Immunohistochemistry

PTGR1 protein expression in tissues from the nude mouse subcutaneous xenograft model was evaluated by IHC in accordance with our previously published protocols.53 The antibodies are described in the Supplementary Table.

Immunofluorescence

The immunofluorescence samples were prepared in accordance with our previously published protocols.53 The samples were imaged using a confocal laser scanning microscope (LSM880, Zeiss, Germany). The antibodies are described in the Supplementary Table.

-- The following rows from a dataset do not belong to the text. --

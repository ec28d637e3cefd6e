pub mod engine;
pub mod orchestrator;
pub mod transport;

pub use engine::DiffEngine;
pub use orchestrator::{PushOrchestrator, PushResult};
pub use transport::{MockTransport, Transport};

Statistical analysis and Bioinformatics

The version 21.0 SPSS for Windows (SPSS Inc, IL, USA) software and the R (version 4.2.2) were used for statistical analysis and visualization. The biochemical recurrence (BCR)-free survival was evaluated using the Kaplan–Meier method and the log-rank test based on the optimal cutoff values generated by the survminer R package. To explore the potentially biological alteration related to PTGR1 in prostate cancer, a differentially expressed analysis was first performed between the high- and low-expression subgroups based on the median value of PTGR1 expression in the entire cohort from TCGA. We then arranged the genes in descending order based on the magnitude of the absolute value of their Log2 FC. The ordered gene list was further fitted in the GSEA analysis by the R package, “clusterProfilter”. Adjusted P value < 0.05 were considered to be statistically significant. The process of the Bioinformatics analysis was in accordance with our previous publishment.54 Gene set variation analysis (GSVA) was performed to measure the cell cycle score for patients in TCGA-PRAD datasets with the annotation of “cell cycle” based on Kyoto encyclopedia of genes and genomes (KEGG). Pearson’s correlation analysis was leveraged to examine the relationship between cell cycle score and four marker genes of metformin resistance. Continuous variables were expressed as mean ± SD or mean ± SEM. Differences among groups were assessed using the Independent-Samples t test. Differences were considered statistically significant when the P value was less than 0.05.